La femme qui souffre de cette maladie dégage une certaine odeur qui, non seulement met mal à l’aise son entourage, mais lui occasionner de la souffrance, parce qu’elle sent des odeurs monter de ses parties intimes. Cette douleur peut habiter la malade toute sa vie. Les filles qui accouchent à très bas âge, tout comme les femmes qui ne bénéficient pas d’un suivi médical adéquat et qui ne passent pas entre des mains expertes lors de l’accouchement, sont plus exposées à cette maladie qui, il faut le dire, est à l’origine de nombreux divorces dans certaines familles.
«Les femmes atteintes de fistules meurent à petit feu»
Les femmes atteintes de fistules obstétricales restent rarement sèches, elles dégagent une mauvaise odeur due à la présence d’urine et ou de selles dans leurs vêtements. Elles sont souvent rejetées par leur époux ou leur partenaire, évitées par leur communauté et blâmées de leur état. Les femmes non soignées peuvent s’attendre à une vie de honte et d’isolement, mais risquent aussi de connaître une mort lente et prématurée pour cause d’infection et d’insuffisance rénale.

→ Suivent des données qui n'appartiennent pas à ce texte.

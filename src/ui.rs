// src/ui.rs

use crate::{constants, symbols};
use colored::*;
use indicatif::{ProgressBar, ProgressStyle};

pub fn print_header(title: &str) {
    println!("\n{}", "═".repeat(constants::UI_WIDTH));
    println!(" {}", title.cyan().bold());
    println!("{}", "═".repeat(constants::UI_WIDTH));
}

pub fn print_sub_header(title: &str) {
    println!("\n--- {} ---", title.bold());
}

pub fn box_message(title: &str, content: &[&str], color_func: fn(ColoredString) -> ColoredString) {
    println!("\n┌{}┐", "─".repeat(constants::UI_WIDTH - 2));
    println!("  {}", color_func(title.bold()));
    println!("├{}┤", "─".repeat(constants::UI_WIDTH - 2));
    for line in content {
        println!("  {}", line);
    }
    println!("└{}┘", "─".repeat(constants::UI_WIDTH - 2));
}

pub fn info(message: &str) {
    println!("{} {}", *symbols::INFO, message);
}

pub fn warn(message: &str) {
    println!("{} {}", *symbols::WARN, message.yellow());
}

pub fn success(message: &str) {
    println!("{} {}", *symbols::OK, message);
}

/// Per-video progress bar. Hidden when `len` is zero.
pub fn new_tasks_progress_bar(len: u64, prefix: &'static str) -> ProgressBar {
    if len == 0 {
        return ProgressBar::hidden();
    }
    let style = ProgressStyle::with_template(
        "{prefix:7.bold.cyan} [{elapsed_precise}] [{bar:40.cyan/blue}] {pos:>3}/{len:3} ({percent:>3}%) [ETA: {eta}]",
    )
    .unwrap_or_else(|_| ProgressStyle::default_bar())
    .progress_chars("#>-");
    let pbar = ProgressBar::new(len).with_style(style);
    pbar.set_prefix(prefix);
    pbar
}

En 2012, Marie-Rose a failli passer de vie à trépas. Dominée par une extrême dépression suite aux humiliations, la quinquagénaire s’est finalement faite opérer. «Le lendemain de mon opération, je me suis levée, j’ai regardé mon slip, je n’ai pas vu d'urine couler. Je suis sortie de la salle de soins en courant dans tout l’hôpital. Les gens ont cru que j’étais folle. Mais ils ne pouvaient pas me comprendre. J’ai dansé et pleuré. A mon âge, les gens se moquaient de moi, femme pisseuse. Aujourd’hui, je peux vous confirmer que j'ai recouvré ma santé, je suis redevenue femme et je fais déjà l’amour avec mon mignon petit cœur», lance ironiquement cette ancienne malade, avant d’éclater de rire.

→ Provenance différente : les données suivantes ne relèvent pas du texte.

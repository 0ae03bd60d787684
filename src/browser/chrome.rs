// src/browser/chrome.rs

use super::{BrowserDriver, FrameInfo, ObserveOptions, ObservedResponse, PageSession, StoredCookie};
use crate::{config::AppConfig, error::*};
use anyhow::anyhow;
use async_trait::async_trait;
use base64::{Engine, engine::general_purpose::STANDARD as BASE64};
use chromiumoxide::{
    Browser, BrowserConfig, Page,
    cdp::browser_protocol::{
        network::{
            CookieParam, EnableParams, EventLoadingFinished, EventResponseReceived,
            GetResponseBodyParams, RequestId, TimeSinceEpoch,
        },
        page::{FrameTree, GetFrameTreeParams},
    },
    cdp::js_protocol::runtime::EvaluateParams,
};
use futures::StreamExt;
use log::{debug, trace, warn};
use serde_json::Value;
use std::{collections::HashMap, time::Duration};
use tokio::{
    sync::{Mutex as TokioMutex, mpsc},
    task::JoinHandle,
};

/// Single Chromium instance driven over CDP. One per run.
pub struct ChromeDriver {
    browser: Browser,
    handler: JoinHandle<()>,
    nav_timeout: Duration,
}

impl ChromeDriver {
    pub async fn launch(config: &AppConfig) -> AppResult<Self> {
        let mut builder = BrowserConfig::builder().request_timeout(config.page_load_timeout);
        if !config.headless {
            builder = builder.with_head();
        }
        let browser_config = builder.build().map_err(AppError::BrowserLaunch)?;
        let (browser, mut handler) = Browser::launch(browser_config)
            .await
            .map_err(|e| AppError::BrowserLaunch(e.to_string()))?;

        let handler = tokio::spawn(async move {
            while let Some(event) = handler.next().await {
                if let Err(e) = event {
                    trace!("CDP handler event error: {}", e);
                }
            }
            debug!("CDP handler loop finished");
        });

        debug!("Browser launched (headless: {})", config.headless);
        Ok(Self {
            browser,
            handler,
            nav_timeout: config.page_load_timeout,
        })
    }

    pub async fn shutdown(mut self) {
        if let Err(e) = self.browser.close().await {
            warn!("Browser close failed: {}", e);
        }
        let _ = self.browser.wait().await;
        self.handler.abort();
    }
}

#[async_trait]
impl BrowserDriver for ChromeDriver {
    async fn new_page(&self) -> AppResult<Box<dyn PageSession>> {
        let page = self.browser.new_page("about:blank").await?;
        Ok(Box::new(ChromePage::new(page, None, None, self.nav_timeout)))
    }

    async fn open_observed(
        &self,
        url: &str,
        options: ObserveOptions,
    ) -> AppResult<Box<dyn PageSession>> {
        let page = self.browser.new_page("about:blank").await?;

        // Subscribe before navigating: the player fires getUrl during its
        // first seconds of life.
        page.execute(EnableParams::default()).await?;
        let mut responses = page.event_listener::<EventResponseReceived>().await?;
        let mut finished = page.event_listener::<EventLoadingFinished>().await?;

        let (tx, rx) = mpsc::unbounded_channel();
        let observer_page = page.clone();
        let ObserveOptions { filter, capture_body } = options;

        let observer = tokio::spawn(async move {
            let mut awaiting_body: HashMap<RequestId, ObservedResponse> = HashMap::new();
            loop {
                tokio::select! {
                    Some(event) = responses.next() => {
                        if !filter.matches(&event.response.url) {
                            continue;
                        }
                        let hit = ObservedResponse {
                            url: event.response.url.clone(),
                            status: event.response.status,
                            mime_type: event.response.mime_type.clone(),
                            body: None,
                        };
                        if capture_body {
                            awaiting_body.insert(event.request_id.clone(), hit);
                        } else if tx.send(hit).is_err() {
                            break;
                        }
                    }
                    Some(event) = finished.next() => {
                        if let Some(mut hit) = awaiting_body.remove(&event.request_id) {
                            hit.body = fetch_body(&observer_page, event.request_id.clone()).await;
                            if tx.send(hit).is_err() {
                                break;
                            }
                        }
                    }
                    else => break,
                }
            }
        });

        let session = ChromePage::new(page, Some(rx), Some(observer), self.nav_timeout);
        session.goto(url).await?;
        Ok(Box::new(session))
    }

    async fn cookies(&self) -> AppResult<Vec<StoredCookie>> {
        let cookies = self.browser.get_cookies().await?;
        Ok(cookies
            .into_iter()
            .map(|c| StoredCookie {
                name: c.name,
                value: c.value,
                domain: c.domain,
                path: c.path,
                expires: (!c.session && c.expires > 0.0).then_some(c.expires),
                secure: c.secure,
                http_only: c.http_only,
            })
            .collect())
    }

    async fn set_cookies(&self, cookies: &[StoredCookie]) -> AppResult<()> {
        let params = cookies
            .iter()
            .map(|c| {
                let mut builder = CookieParam::builder()
                    .name(c.name.clone())
                    .value(c.value.clone())
                    .domain(c.domain.clone())
                    .path(c.path.clone())
                    .secure(c.secure)
                    .http_only(c.http_only);
                if let Some(expires) = c.expires {
                    builder = builder.expires(TimeSinceEpoch::new(expires));
                }
                builder.build().map_err(|e| AppError::Other(anyhow!(e)))
            })
            .collect::<AppResult<Vec<_>>>()?;
        self.browser.set_cookies(params).await?;
        Ok(())
    }
}

async fn fetch_body(page: &Page, request_id: RequestId) -> Option<String> {
    match page.execute(GetResponseBodyParams::new(request_id)).await {
        Ok(resp) => {
            let body = resp.result;
            if body.base64_encoded {
                BASE64
                    .decode(body.body.as_bytes())
                    .ok()
                    .and_then(|bytes| String::from_utf8(bytes).ok())
            } else {
                Some(body.body)
            }
        }
        Err(e) => {
            debug!("Could not read response body: {}", e);
            None
        }
    }
}

fn flatten_frames(tree: FrameTree, out: &mut Vec<FrameInfo>) {
    out.push(FrameInfo {
        url: tree.frame.url,
        name: tree.frame.name,
    });
    for child in tree.child_frames.unwrap_or_default() {
        flatten_frames(child, out);
    }
}

/// Owns one tab. Closing is async in chromiumoxide, so `Drop` falls back to
/// a spawned close when `close()` was never awaited.
pub struct ChromePage {
    page: Option<Page>,
    responses: Option<TokioMutex<mpsc::UnboundedReceiver<ObservedResponse>>>,
    observer: Option<JoinHandle<()>>,
    nav_timeout: Duration,
    runtime: tokio::runtime::Handle,
}

impl ChromePage {
    fn new(
        page: Page,
        responses: Option<mpsc::UnboundedReceiver<ObservedResponse>>,
        observer: Option<JoinHandle<()>>,
        nav_timeout: Duration,
    ) -> Self {
        Self {
            page: Some(page),
            responses: responses.map(TokioMutex::new),
            observer,
            nav_timeout,
            runtime: tokio::runtime::Handle::current(),
        }
    }

    fn page(&self) -> AppResult<&Page> {
        self.page
            .as_ref()
            .ok_or_else(|| AppError::Other(anyhow!("page already closed")))
    }
}

#[async_trait]
impl PageSession for ChromePage {
    async fn goto(&self, url: &str) -> AppResult<()> {
        let page = self.page()?;
        match tokio::time::timeout(self.nav_timeout, page.goto(url)).await {
            Ok(Ok(_)) => Ok(()),
            Ok(Err(e)) => Err(AppError::PageLoad {
                url: url.to_string(),
                reason: e.to_string(),
            }),
            Err(_) => Err(AppError::PageLoad {
                url: url.to_string(),
                reason: format!("no load event within {:?}", self.nav_timeout),
            }),
        }
    }

    async fn current_url(&self) -> AppResult<String> {
        Ok(self.page()?.url().await?.unwrap_or_default())
    }

    async fn title(&self) -> AppResult<String> {
        Ok(self.page()?.get_title().await?.unwrap_or_default())
    }

    async fn evaluate(&self, script: &str) -> AppResult<Value> {
        let params = EvaluateParams::builder()
            .expression(script)
            .return_by_value(true)
            .await_promise(true)
            .build()
            .map_err(|e| AppError::Other(anyhow!(e)))?;
        let result = self.page()?.evaluate_expression(params).await?;
        Ok(result.into_value::<Value>()?)
    }

    async fn frames(&self) -> AppResult<Vec<FrameInfo>> {
        let tree = self.page()?.execute(GetFrameTreeParams::default()).await?;
        let mut frames = Vec::new();
        flatten_frames(tree.result.frame_tree, &mut frames);
        Ok(frames)
    }

    async fn next_response(&self, timeout: Duration) -> Option<ObservedResponse> {
        let rx = self.responses.as_ref()?;
        let mut rx = rx.lock().await;
        tokio::time::timeout(timeout, rx.recv()).await.ok().flatten()
    }

    async fn close(mut self: Box<Self>) -> AppResult<()> {
        if let Some(observer) = self.observer.take() {
            observer.abort();
        }
        if let Some(page) = self.page.take() {
            page.close().await?;
        }
        Ok(())
    }
}

impl Drop for ChromePage {
    fn drop(&mut self) {
        if let Some(observer) = self.observer.take() {
            observer.abort();
        }
        if let Some(page) = self.page.take() {
            self.runtime.spawn(async move {
                if let Err(e) = page.close().await {
                    warn!("Deferred page close failed: {}", e);
                }
            });
        }
    }
}
// src/pipeline/mod.rs

pub mod auth;
pub mod debug;
mod job;
pub mod writer;

pub use job::ExtractionPipeline;
pub use writer::TranscriptWriter;

use crate::{constants, models::ExtractionStatus, symbols, ui, utils};
use colored::*;
use log::info;
use std::{collections::BTreeMap, path::PathBuf};

#[derive(Debug, Clone, Default, PartialEq, Eq)]
pub struct RunStats {
    pub total: usize,
    pub succeeded: usize,
    pub failed: usize,
}

/// Per-video result line for the closing summary.
#[derive(Debug, Clone)]
pub struct RunEntry {
    pub title: String,
    pub status: ExtractionStatus,
    pub errors: Vec<String>,
}

/// Accumulates what a single run did. The ledger remains the durable record;
/// this only drives the end-of-run report.
#[derive(Debug, Clone, Default)]
pub struct RunReport {
    stats: RunStats,
    entries: Vec<RunEntry>,
}

impl RunReport {
    pub fn start_batch(total: usize) -> Self {
        info!("Starting extraction run, {} video(s)", total);
        Self {
            stats: RunStats { total, ..Default::default() },
            entries: Vec::with_capacity(total),
        }
    }

    pub fn record(&mut self, title: &str, status: ExtractionStatus, errors: Vec<String>) {
        match status {
            ExtractionStatus::Succeeded => self.stats.succeeded += 1,
            _ => {
                log::error!("'{}' ended as {:?}: {:?}", title, status, errors);
                self.stats.failed += 1;
            }
        }
        self.entries.push(RunEntry {
            title: title.to_string(),
            status,
            errors,
        });
    }

    pub fn stats(&self) -> &RunStats {
        &self.stats
    }

    pub fn entries(&self) -> &[RunEntry] {
        &self.entries
    }

    pub fn did_all_succeed(&self) -> bool {
        self.stats.failed == 0
    }

    pub fn print_report(&self, output_dir: &std::path::Path, metadata_path: &std::path::Path) {
        let stats = &self.stats;
        info!(
            "Run report: Total={}, Succeeded={}, Failed={}",
            stats.total, stats.succeeded, stats.failed
        );

        ui::print_sub_header("Results");
        for entry in &self.entries {
            let (symbol, color) = entry.status.get_display_info();
            println!(
                "  {} {}",
                symbol,
                color(utils::truncate_chars(&entry.title, constants::TITLE_TRUNCATE_LENGTH).normal())
            );
            for error in &entry.errors {
                println!("      {} {}", "!".yellow(), error.dimmed());
            }
        }

        let failures: Vec<(String, String)> = self
            .entries
            .iter()
            .filter(|e| e.status != ExtractionStatus::Succeeded)
            .map(|e| {
                let reason = e.errors.last().cloned().unwrap_or_else(|| "unknown".to_string());
                (e.title.clone(), reason)
            })
            .collect();
        if !failures.is_empty() {
            println!("\n{} Failed videos ({}):", *symbols::FAIL, failures.len());
            print_grouped_report(&failures, |s| s.red());
        }

        ui::print_sub_header("Summary");
        println!("  Videos processed:  {}", stats.total);
        println!("  Transcripts found: {}", stats.succeeded.to_string().green());
        println!("  Output directory:  {}", output_dir.display());
        println!("  Metadata:          {}", metadata_path.display());
        if stats.total > 0 && self.did_all_succeed() {
            println!("{} All {} video(s) have transcripts.", *symbols::OK, stats.total);
        } else if stats.failed > 0 {
            println!(
                "{} {} | {}  (rerun with --retry-failed)",
                *symbols::INFO,
                format!("Succeeded: {}", stats.succeeded).green(),
                format!("Failed: {}", stats.failed).red(),
            );
        }
    }
}

/// Groups `(title, reason)` pairs by reason, both sorted.
fn print_grouped_report(items: &[(String, String)], color_fn: fn(ColoredString) -> ColoredString) {
    let mut grouped: BTreeMap<&String, Vec<&String>> = BTreeMap::new();
    for (title, reason) in items {
        grouped.entry(reason).or_default().push(title);
    }
    for (reason, mut titles) in grouped {
        println!("  - {}", color_fn(format!("Reason: {}", reason).into()));
        titles.sort();
        for title in titles {
            println!("    - {}", title);
        }
    }
}

/// `<output_dir>/metadata.json`
pub fn metadata_path(output_dir: &std::path::Path) -> PathBuf {
    output_dir.join(constants::METADATA_FILE_NAME)
}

Au Cameroun, dans les quartiers populaires de Yaoundé et Douala, et même dans les zones reculées, les femmes victimes de fistules obstétricales appartiennent au «club des rejetées». Qui pour s’aventurer vers elles lors que le secret est dévoilé. Aucun homme bien sûr! Leur réputation les précède et pèse sur elles comme un fardeau. Elles portent l’étiquette de femmes de la honte exclues des cercles de danse et de réjouissance. Dans les quartiers et villages, beaucoup leur ont collé des petits noms de «femmes sans frein», en référence à leur d’incontinence.

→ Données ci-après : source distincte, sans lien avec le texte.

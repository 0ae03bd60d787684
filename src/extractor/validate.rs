// src/extractor/validate.rs

use regex::Regex;
use std::{fmt, sync::LazyLock};

/// Page artefacts that end up in "transcript" containers when a selector
/// grabs a style sheet or a bundle instead of captions.
static REJECT_PATTERNS: LazyLock<Vec<Regex>> = LazyLock::new(|| {
    [
        r"(?i)sourceMappingURL",
        r"(?i)\.plugin-button__",
        r"(?i)\.scss\.",
        r"(?i)base64,",
        r"(?i)\{\s*[a-z-]+\s*:",
        r"(?i)background-color:",
        r"(?i)@media\s",
        r"(?i)@import\s",
        r"(?i)webpack://",
        r"(?i)__webpack_require__",
    ]
    .iter()
    .map(|p| Regex::new(p).unwrap())
    .collect()
});

const MIN_CHARS: usize = 50;
const MIN_WORDS: usize = 10;
const MAX_BRACES: usize = 5;
const MAX_SEMICOLONS: usize = 10;
const MIN_ALPHA_RATIO: f64 = 0.3;

#[derive(Debug, Clone, PartialEq)]
pub enum Rejection {
    TooShort,
    MarkupPattern(String),
    TooManyBraces,
    LowAlphaRatio,
    NotEnoughWords,
}

impl fmt::Display for Rejection {
    fn fmt(&self, f: &mut fmt::Formatter<'_>) -> fmt::Result {
        match self {
            Rejection::TooShort => write!(f, "too short"),
            Rejection::MarkupPattern(p) => write!(f, "looks like page markup ({})", p),
            Rejection::TooManyBraces => write!(f, "too many braces or semicolons"),
            Rejection::LowAlphaRatio => write!(f, "too few letters"),
            Rejection::NotEnoughWords => write!(f, "not enough words"),
        }
    }
}

/// Decides whether candidate text is plausibly spoken-word captions.
pub fn validate_transcript(text: &str) -> Result<(), Rejection> {
    let char_count = text.chars().count();
    if char_count < MIN_CHARS {
        return Err(Rejection::TooShort);
    }
    if let Some(p) = REJECT_PATTERNS.iter().find(|p| p.is_match(text)) {
        return Err(Rejection::MarkupPattern(p.as_str().trim_start_matches("(?i)").to_string()));
    }
    if text.matches('{').count() > MAX_BRACES || text.matches(';').count() > MAX_SEMICOLONS {
        return Err(Rejection::TooManyBraces);
    }
    let alpha = text.chars().filter(|c| c.is_alphabetic()).count();
    if (alpha as f64) / (char_count as f64) < MIN_ALPHA_RATIO {
        return Err(Rejection::LowAlphaRatio);
    }
    if text.split_whitespace().count() < MIN_WORDS {
        return Err(Rejection::NotEnoughWords);
    }
    Ok(())
}

#[cfg(test)]
mod tests {
    use super::*;

    const SPOKEN: &str = "Welcome back everyone. Today we are going to talk about the borrow checker and why it matters.";

    #[test]
    fn test_accepts_spoken_text() {
        assert_eq!(validate_transcript(SPOKEN), Ok(()));
    }

    #[test]
    fn test_rejections() {
        assert_eq!(validate_transcript("Hello there."), Err(Rejection::TooShort));
        assert!(matches!(
            validate_transcript(".player .plugin-button__icon { background-color: red } and lots more words to pad this out"),
            Err(Rejection::MarkupPattern(_))
        ));
        assert!(matches!(
            validate_transcript("//# sourceMappingURL=app.js.map plus enough filler words to get past the length check"),
            Err(Rejection::MarkupPattern(_))
        ));
        assert_eq!(
            validate_transcript("12:00 13:00 14:00 15:00 16:00 17:00 18:00 19:00 20:00 21:00 22:00 23:00"),
            Err(Rejection::LowAlphaRatio)
        );
        assert_eq!(
            validate_transcript("Supercalifragilisticexpialidocious antidisestablishmentarianism pneumonoultramicroscopic"),
            Err(Rejection::NotEnoughWords)
        );
        assert_eq!(
            validate_transcript("a; b; c; d; e; f; g; h; i; j; k; l; m; and then some more words to be long enough"),
            Err(Rejection::TooManyBraces)
        );
    }
}
// src/pipeline/job.rs

use super::{RunReport, writer::TranscriptWriter};
use crate::{
    ExtractionContext,
    browser::{ObserveOptions, PageSession, evaluate_into, scripts},
    error::*,
    extractor::{CaptionInterceptor, FallbackScraper},
    ledger::Ledger,
    models::{ExtractionOutcome, ExtractionStatus, VideoTask},
    symbols, ui, utils,
};
use colored::Colorize;
use log::{debug, error, info, warn};
use serde::Deserialize;
use std::{path::PathBuf, sync::atomic::Ordering};

#[derive(Debug, Deserialize, Default)]
#[serde(default, rename_all = "camelCase")]
struct VideoMetadata {
    title: Option<String>,
    entry_id: Option<String>,
}

/// Sequential per-video extraction: network interception first, the UI
/// fallbacks second, and a last look at late caption responses. Every state
/// change goes through the ledger before the next video starts.
pub struct ExtractionPipeline {
    context: ExtractionContext,
    interceptor: CaptionInterceptor,
    fallback: FallbackScraper,
    writer: TranscriptWriter,
}

impl ExtractionPipeline {
    pub fn new(context: ExtractionContext, output_dir: impl Into<PathBuf>) -> Self {
        let client = (*context.http_client).clone();
        let interceptor = CaptionInterceptor::new(client.clone(), context.config.caption_wait);
        let fallback = FallbackScraper::new(client, context.config.ui_wait);
        Self {
            context,
            interceptor,
            fallback,
            writer: TranscriptWriter::new(output_dir),
        }
    }

    pub fn with_fallback(mut self, fallback: FallbackScraper) -> Self {
        self.fallback = fallback;
        self
    }

    /// Processes `tasks` in order. A fatal error stops the run after the
    /// current video has been settled in the ledger; anything else is
    /// recorded against that video and the run moves on.
    pub async fn run(&self, ledger: &mut Ledger, tasks: Vec<VideoTask>) -> AppResult<RunReport> {
        let mut report = RunReport::start_batch(tasks.len());
        let pbar = ui::new_tasks_progress_bar(tasks.len() as u64, "Videos");

        for (i, task) in tasks.iter().enumerate() {
            if self.context.cancellation_token.load(Ordering::Relaxed) {
                pbar.abandon();
                return Err(AppError::UserInterrupt);
            }
            if i > 0 && !self.context.config.inter_video_delay.is_zero() {
                tokio::time::sleep(self.context.config.inter_video_delay).await;
            }

            pbar.suspend(|| {
                println!(
                    "\n{} [{}/{}] {}",
                    *symbols::INFO,
                    i + 1,
                    tasks.len(),
                    utils::truncate_text(&task.title, crate::constants::UI_WIDTH - 12).bold()
                );
            });
            ledger.begin(&task.source_url)?;

            let (mut outcome, fatal) = match self.extract_one(task).await {
                Ok(outcome) => (outcome, None),
                Err(e) if e.is_fatal() => (ExtractionOutcome::failed(e.to_string()), Some(e)),
                Err(e) => {
                    warn!("Extraction of '{}' failed: {}", task.source_url, e);
                    (ExtractionOutcome::failed(format!("Navigation/extraction error: {}", e)), None)
                }
            };

            if let Some(transcript) = &outcome.transcript {
                match self.writer.write(&task.module_name, &display_title(task, &outcome), &transcript.text) {
                    Ok(path) => outcome.transcript_path = Some(path),
                    Err(e) => {
                        error!("Writing transcript for '{}' failed: {}", task.source_url, e);
                        outcome.errors.push(format!("could not write transcript: {}", e));
                        outcome.transcript = None;
                    }
                }
            }

            let errors = outcome.errors.clone();
            let status = ledger.record_outcome(&task.source_url, outcome)?;
            let title = ledger
                .get(&task.source_url)
                .map(|t| t.title.clone())
                .unwrap_or_else(|| task.title.clone());
            pbar.suspend(|| print_task_result(status, &errors));
            report.record(&title, status, errors);
            pbar.inc(1);

            if let Some(e) = fatal {
                pbar.abandon();
                return Err(e);
            }
        }

        pbar.finish_and_clear();
        Ok(report)
    }

    /// One video, one page. The page is always closed before returning.
    async fn extract_one(&self, task: &VideoTask) -> AppResult<ExtractionOutcome> {
        let page = self
            .context
            .driver
            .open_observed(&task.source_url, ObserveOptions::caption_resolution())
            .await?;
        let result = self.extract_from_page(page.as_ref()).await;
        if let Err(e) = page.close().await {
            debug!("Closing page for '{}' failed: {}", task.source_url, e);
        }
        result
    }

    async fn extract_from_page(&self, page: &dyn PageSession) -> AppResult<ExtractionOutcome> {
        let landed = page.current_url().await?;
        if utils::is_login_url(&landed) {
            warn!("Redirected to login page: {}", landed);
            return Err(AppError::AuthInvalid);
        }

        let mut outcome = ExtractionOutcome::default();
        let mut transcript = self.interceptor.extract(page, &mut outcome.errors).await;
        if transcript.is_none() {
            transcript = self.fallback.extract(page, &mut outcome.errors).await;
        }
        if transcript.is_none() {
            transcript = self.interceptor.second_chance(page, &mut outcome.errors).await;
        }
        outcome.transcript = transcript;

        match evaluate_into::<VideoMetadata>(page, "video metadata", scripts::VIDEO_METADATA).await {
            Ok(meta) => {
                outcome.page_title = meta.title;
                outcome.kaltura_entry_id = meta.entry_id.filter(|id| !id.is_empty() && id != "null");
            }
            Err(e) => debug!("Metadata read failed: {}", e),
        }
        if outcome.page_title.is_none() {
            outcome.page_title = page.title().await.ok().filter(|t| !t.trim().is_empty());
        }
        info!(
            "Extraction finished, transcript: {}, errors: {}",
            outcome.transcript.is_some(),
            outcome.errors.len()
        );
        Ok(outcome)
    }
}

/// The ledger title, unless it is the `Unknown` placeholder and the page
/// told us something better.
fn display_title(task: &VideoTask, outcome: &ExtractionOutcome) -> String {
    match &outcome.page_title {
        Some(t) if task.title == "Unknown" && !t.trim().is_empty() => t.trim().to_string(),
        _ => task.title.clone(),
    }
}

fn print_task_result(status: ExtractionStatus, errors: &[String]) {
    let (symbol, color) = status.get_display_info();
    let label = match status {
        ExtractionStatus::Succeeded => "transcript saved",
        _ => "no transcript",
    };
    println!("    {} {}", symbol, color(label.into()));
    if status != ExtractionStatus::Succeeded {
        for e in errors {
            println!("      {} {}", "!".yellow(), e.dimmed());
        }
    }
}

Pour venir à bout de ce mal qui touche en majorité les couches les plus défavorisées, le gouvernement camerounais a lancé le 20 novembre 2020, une campagne intitulée «rendons-lui le sourire». Objectif: éliminer cette maladie d’ici 2028. Pour soutenir le Cameroun dans ce combat, l’Agence des Nations unies pour la santé sexuelle et reproductive (Unfpa) a promis à l’Etat Camerounais, un accompagnement pour l’opération chirurgicale de 500 femmes sur plus de 20'000 qui souffrent aujourd’hui, dans une indifférence totale.
Situation en Europe
Si les fistules obstétricales sont restées jusqu’ici l’apanage des continents pauvres comme l'Afrique et, dans une certaine mesure, l’Asie ou Amérique latine, il faut cependant souligner qu’elles restent un lointain souvenir pour l’Europe où le système sanitaire est mieux aguerri, la natalité mieux maitrisée et le niveau de vie relativement meilleur que celui du reste du monde. Il faut souligner que la fistule était jadis une affection courante dans le monde entier, mais elle a été éliminée de régions comme l'Amérique du Nord ou l'Europe, grâce justement à cette démocratisation de l'accès aux soins obstétricaux.